There are quite a few directories revealed in our scan (/javascript, /old, /phpmyadmin, /test, /wordpress, /wp), as well as an info.php file in the root directory. We’ve already looked at some of these directories, so let’s see what info.php reveals first:

This gives us some further info related to what the web server is running on. We can see here that PHP 5.5.9 is running. Noted for later.

The /javascript and /wp directories are either empty or forbidden, so let’s see what’s in the /wordpress directory:

Here we have what appears to be a very basic WordPress blog. Running wpscan against the site reveals it to be WordPress version 4.8.2. There is a password reset vulnerability for this version that might be exploited if this machine were connected to the internet, but since this is internal, I’m not going to explore that further. The text “My name is togie” may be a hint at a username used somewhere on this system.

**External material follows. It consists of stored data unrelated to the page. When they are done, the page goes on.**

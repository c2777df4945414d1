//! # Login Service 設定
//!
//! 環境変数から Login Service サーバーの設定を読み込む。

use std::env;

/// Login Service サーバーの設定
#[derive(Debug, Clone)]
pub struct LoginConfig {
    /// バインドアドレス
    pub host:              String,
    /// ポート番号
    pub port:              u16,
    /// ユーザーテーブル名
    pub users_table:       String,
    /// AWS リージョン
    pub aws_region:        String,
    /// DynamoDB エンドポイント（ローカル開発時のみ指定）
    pub dynamodb_endpoint: Option<String>,
}

impl LoginConfig {
    /// 環境変数から設定を読み込む
    pub fn from_env() -> Result<Self, env::VarError> {
        Ok(Self {
            host:              env::var("HOST").unwrap_or_else(|_| "0.0.0.0".to_string()),
            port:              env::var("LOGIN_PORT")
                .expect("LOGIN_PORT が設定されていません")
                .parse()
                .expect("LOGIN_PORT は有効なポート番号である必要があります"),
            users_table:       env::var("USERS_TABLE").unwrap_or_else(|_| "users".to_string()),
            aws_region:        env::var("AWS_REGION").unwrap_or_else(|_| "us-east-1".to_string()),
            dynamodb_endpoint: env::var("DYNAMODB_ENDPOINT").ok(),
        })
    }
}
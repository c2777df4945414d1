//! # DynamoDB 接続管理
//!
//! Amazon DynamoDB への接続管理を行う。
//!
//! ## 設計方針
//!
//! - **ローカル開発**: DynamoDB Local を使用（`DYNAMODB_ENDPOINT` で指定）
//! - **本番環境**: IAM ロールによる認証で Amazon DynamoDB に接続
//! - **テーブル自動作成**: アプリケーション起動時にテーブルが存在しなければ作成（冪等）
//!
//! ## DynamoDB の用途
//!
//! Carport では DynamoDB を以下の目的で使用する:
//!
//! - **ユーザーストア**: メールアドレスをキーとするユーザーレコードの読み出し
//!
//! ## 使用例
//!
//! ```rust,ignore
//! use carport_infra::dynamodb;
//!
//! async fn setup() -> Result<(), Box<dyn std::error::Error>> {
//!     let client = dynamodb::create_client("us-east-1", Some("http://localhost:8000")).await;
//!     dynamodb::ensure_users_table(&client, "users").await?;
//!     Ok(())
//! }
//! ```

use aws_sdk_dynamodb::{
    Client,
    types::{
        AttributeDefinition,
        BillingMode,
        KeySchemaElement,
        KeyType,
        ScalarAttributeType,
    },
};

use crate::InfraError;

/// DynamoDB クライアントを作成する
///
/// `endpoint` が指定された場合は DynamoDB Local 向けのクライアントを作成し、
/// 認証情報にはダミー値を使用する（DynamoDB Local は認証情報を検証しない）。
/// 指定がない場合は既定の認証情報プロバイダ（IAM ロール等）を使用する。
///
/// # 引数
///
/// * `region` - AWS リージョン（例: `us-east-1`）
/// * `endpoint` - DynamoDB エンドポイント URL（例: `http://localhost:8000`）
pub async fn create_client(region: &str, endpoint: Option<&str>) -> Client {
    let mut loader = aws_config::defaults(aws_config::BehaviorVersion::latest())
        .region(aws_config::Region::new(region.to_string()));

    if let Some(endpoint) = endpoint {
        loader = loader
            .endpoint_url(endpoint)
            // DynamoDB Local はクレデンシャルを検証しないが、SDK はプロバイダが必要
            .credentials_provider(aws_sdk_dynamodb::config::Credentials::new(
                "local", "local", None, None, "local",
            ));
    }

    let config = loader.load().await;
    Client::new(&config)
}

/// ユーザーテーブルが存在しなければ作成する（冪等）
///
/// テーブルスキーマ:
/// - PK: `email` (String) — メールアドレス（ストア全体で一意）
///
/// レコードの書き込みはスコープ外の登録プロセスが行うため、
/// ここではスキーマの確認と作成のみを行う。
///
/// # 引数
///
/// * `client` - DynamoDB クライアント
/// * `table_name` - テーブル名
pub async fn ensure_users_table(client: &Client, table_name: &str) -> Result<(), InfraError> {
    // テーブルの存在確認
    match client.describe_table().table_name(table_name).send().await {
        Ok(_) => {
            tracing::debug!("テーブル '{}' は既に存在します", table_name);
            return Ok(());
        }
        Err(err) => {
            // ResourceNotFoundException の場合のみテーブル作成に進む
            let service_err = err.as_service_error();
            if !service_err
                .map(|e| e.is_resource_not_found_exception())
                .unwrap_or(false)
            {
                return Err(InfraError::dynamo_db(format!(
                    "テーブル '{}' の確認に失敗: {}",
                    table_name, err
                )));
            }
        }
    }

    // テーブル作成
    tracing::info!("テーブル '{}' を作成します", table_name);

    let create_result = client
        .create_table()
        .table_name(table_name)
        .key_schema(
            KeySchemaElement::builder()
                .attribute_name("email")
                .key_type(KeyType::Hash)
                .build()
                .map_err(|e| InfraError::dynamo_db(format!("KeySchema 構築エラー: {}", e)))?,
        )
        .attribute_definitions(
            AttributeDefinition::builder()
                .attribute_name("email")
                .attribute_type(ScalarAttributeType::S)
                .build()
                .map_err(|e| {
                    InfraError::dynamo_db(format!("AttributeDefinition 構築エラー: {}", e))
                })?,
        )
        .billing_mode(BillingMode::PayPerRequest)
        .send()
        .await;

    match create_result {
        Ok(_) => {
            tracing::info!("テーブル '{}' を作成しました", table_name);
            Ok(())
        }
        Err(err) => {
            // ResourceInUseException は並行呼び出し時に発生しうる（テーブルが作成中）
            // この場合は冪等として成功扱いにする
            let is_resource_in_use = err
                .as_service_error()
                .map(|e| e.is_resource_in_use_exception())
                .unwrap_or(false);
            if !is_resource_in_use {
                return Err(InfraError::dynamo_db(format!(
                    "テーブル '{}' の作成に失敗: {}",
                    table_name, err
                )));
            }
            tracing::debug!(
                "テーブル '{}' は既に作成中または存在します（ResourceInUseException）",
                table_name
            );
            Ok(())
        }
    }
}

Let’s explore the SMB route in a little more depth with enum4linux:

We can see here that the server is running Samba 4.3.11 and that there is a share called “Sumshare” under /share$ that is open and listing files. Let’s take a look:

Based on the directory and file names, this looks suspiciously like the root of the web server on this machine! Let’s take a look at their to-do list:

Yeah…probably should’ve gotten on that a little sooner. What else can we find in here? Let’s check out the deets.txt file:

It looks like we may have stumbled onto some credentials here. It reminds the user to delete this file after the web server is set up and has a password of “12345” listed.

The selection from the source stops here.